Esperança por crédito barato

Longe das discussões econômicas e políticas, os reais afetados pelas decisões do Banco Central aguardam ansiosamente pelas cenas dos próximos capítulos. É o caso de José Antônio de Souza, dono de uma lanchonete, que aguarda a redução dos juros para fazer a tão sonhada reforma em sua casa.

Ele afirma que, durante o governo Bolsonaro, conseguiu uma liberação de crédito aceitável, devido às porcentagens de juros que, na época, variavam entre 4,25% e 6,25% ao ano. Mas, por causa da pandemia de Covid-19, seus planos foram frustrados.

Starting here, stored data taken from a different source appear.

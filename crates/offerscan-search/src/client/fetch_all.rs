//! Multi-page fetch with bounded concurrency for `OfferClient`.

use std::time::Duration;

use futures::stream::{self, StreamExt};
use offerscan_core::SearchParameters;
use tokio::time::Instant;
use tokio_util::sync::CancellationToken;

use crate::error::PageFetchError;
use crate::geo::is_within_radius;
use crate::types::{Offer, SearchPage};

use super::{OfferClient, MAX_PAGES};

/// Caller-supplied limits for one paginated fetch.
///
/// Cancelling the token or passing the deadline abandons every page still in
/// flight; pages already collected are kept.
#[derive(Debug, Clone, Default)]
pub struct FetchBudget {
    cancel: CancellationToken,
    timeout: Option<Duration>,
}

impl FetchBudget {
    #[must_use]
    pub fn new(cancel: CancellationToken, timeout: Option<Duration>) -> Self {
        Self { cancel, timeout }
    }

    /// No deadline and a token nobody else holds.
    #[must_use]
    pub fn unbounded() -> Self {
        Self::default()
    }

    #[must_use]
    pub fn cancel_token(&self) -> &CancellationToken {
        &self.cancel
    }

    #[must_use]
    pub fn timeout(&self) -> Option<Duration> {
        self.timeout
    }
}

/// A page that contributed no records.
#[derive(Debug)]
pub struct PageFailure {
    pub page: u32,
    pub error: PageFetchError,
}

/// Everything one paginated fetch produced.
#[derive(Debug, Default)]
pub struct FetchOutcome {
    /// Listings within the radius, in no particular order. May contain the
    /// same id more than once; deduplication happens at merge time.
    pub offers: Vec<Offer>,
    /// Page count announced by page 0, after clamping.
    pub total_pages: u32,
    pub pages_succeeded: u32,
    pub failures: Vec<PageFailure>,
    /// Listings dropped by the radius filter, including those without
    /// coordinates.
    pub outside_radius: usize,
}

impl FetchOutcome {
    /// `true` if any page was abandoned because of cancellation or the
    /// deadline.
    #[must_use]
    pub fn was_interrupted(&self) -> bool {
        self.failures.iter().any(|f| f.error.is_budget_stop())
    }

    fn absorb(&mut self, filtered: FilteredPage) {
        self.offers.extend(filtered.kept);
        self.outside_radius += filtered.dropped;
    }
}

struct FilteredPage {
    kept: Vec<Offer>,
    dropped: usize,
}

impl OfferClient {
    /// Fetches every page for `params` and keeps the listings within the
    /// search radius.
    ///
    /// Page 0 is fetched alone because it announces the page count. Pages
    /// `1..total_pages` are then fetched concurrently, at most
    /// `max_concurrent_pages` at a time. A failed page is recorded in
    /// [`FetchOutcome::failures`] and does not affect its siblings.
    ///
    /// A page 0 without the embedded listing collection means "no results"
    /// and yields an empty outcome.
    pub async fn fetch_all_offers(
        &self,
        params: &SearchParameters,
        budget: &FetchBudget,
    ) -> FetchOutcome {
        let deadline = budget.timeout.map(|t| Instant::now() + t);
        let mut outcome = FetchOutcome::default();

        let first = match self.fetch_page_within(0, params, budget, deadline).await {
            Ok(page) => page,
            Err(error) => {
                tracing::warn!(page = 0, error = %error, "first page failed; run yields no records");
                outcome.failures.push(PageFailure { page: 0, error });
                return outcome;
            }
        };

        let announced = first.total_pages();
        let Some(first_offers) = first.into_offers() else {
            tracing::info!(ort = params.location(), "no embedded listings on first page");
            outcome.pages_succeeded = 1;
            outcome.total_pages = announced.unwrap_or(0);
            return outcome;
        };

        let total_pages = match announced {
            Some(n) if n > MAX_PAGES => {
                tracing::warn!(announced = n, max_pages = MAX_PAGES, "clamping page count");
                MAX_PAGES
            }
            Some(n) => n.max(1),
            None => {
                tracing::warn!("first page has listings but no pagination block; assuming one page");
                1
            }
        };
        outcome.total_pages = total_pages;
        outcome.pages_succeeded = 1;
        outcome.absorb(filter_page(first_offers, params));

        tracing::debug!(total_pages, ort = params.location(), "fetching remaining pages");

        let results: Vec<(u32, Result<FilteredPage, PageFetchError>)> =
            stream::iter(1..total_pages)
                .map(|page| async move {
                    let result = self
                        .fetch_page_within(page, params, budget, deadline)
                        .await
                        .map(|p| filter_page(p.into_offers().unwrap_or_default(), params));
                    (page, result)
                })
                .buffer_unordered(self.max_concurrent_pages)
                .collect()
                .await;

        for (page, result) in results {
            match result {
                Ok(filtered) => {
                    outcome.pages_succeeded += 1;
                    outcome.absorb(filtered);
                }
                Err(error) => {
                    if error.is_budget_stop() {
                        tracing::debug!(page, error = %error, "page abandoned");
                    } else {
                        tracing::warn!(page, error = %error, "page failed; skipping");
                    }
                    outcome.failures.push(PageFailure { page, error });
                }
            }
        }

        outcome.failures.sort_by_key(|f| f.page);
        outcome
    }

    /// One page fetch raced against cancellation and the run deadline.
    async fn fetch_page_within(
        &self,
        page: u32,
        params: &SearchParameters,
        budget: &FetchBudget,
        deadline: Option<Instant>,
    ) -> Result<SearchPage, PageFetchError> {
        let deadline_reached = async {
            match deadline {
                Some(at) => tokio::time::sleep_until(at).await,
                None => std::future::pending::<()>().await,
            }
        };

        tokio::select! {
            biased;
            () = budget.cancel.cancelled() => Err(PageFetchError::Cancelled { page }),
            () = deadline_reached => Err(PageFetchError::DeadlineExceeded { page }),
            result = self.fetch_page(page, params) => result,
        }
    }
}

fn filter_page(offers: Vec<Offer>, params: &SearchParameters) -> FilteredPage {
    let radius = f64::from(params.radius_km());
    let before = offers.len();
    let kept: Vec<Offer> = offers
        .into_iter()
        .filter(|o| is_within_radius(o, params.center_lat(), params.center_lon(), radius))
        .collect();
    let dropped = before - kept.len();
    FilteredPage { kept, dropped }
}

"Antes da pandemia, eu consegui um crédito de R$ 80 mil. Eu ia pagar em 60 parcelas de R$ 2 mil. Mas, com a pandemia, eu tive que parar todos os meus projetos. Hoje, novamente, eu entrei em contato com o banco e esse mesmo crédito de R$ 80 mil sairia R$ 2.650 em 60 pagamentos. Se for analisar o anterior à pandemia, de R$ 80 mil eu ia pagar R$ 120 mil. Hoje, esse mesmo crédito sai quase R$ 160 mil", conta.

Assim como explicaram os economistas, o crédito ajuda na criação de postos de trabalho. Souza conta que, se a reforma fosse iniciada, pelo menos seis pessoas teriam sido contratadas para a execução.

"Na obra, iam trabalhar os pedreiros, de três a quatro pessoas; o pintor; e o profissional que ia colocar o gesso na casa. Fora o arquiteto. Para se ter uma ideia, ia ter umas seis pessoas trabalhando na minha obra. Infelizmente, com a pandemia, tive que parar os meus projetos. Inclusive, esses juros baixos seriam essenciais para mim", relata.

"Com o governo anterior, os juros não estavam ótimos, mas estavam bons. Com a pandemia veio tudo a perder. Com esse novo governo, a gente tem a esperança de conseguir, pelo menos, a mesma taxa de juros anterior. Já seria ótima", conclui o empresário.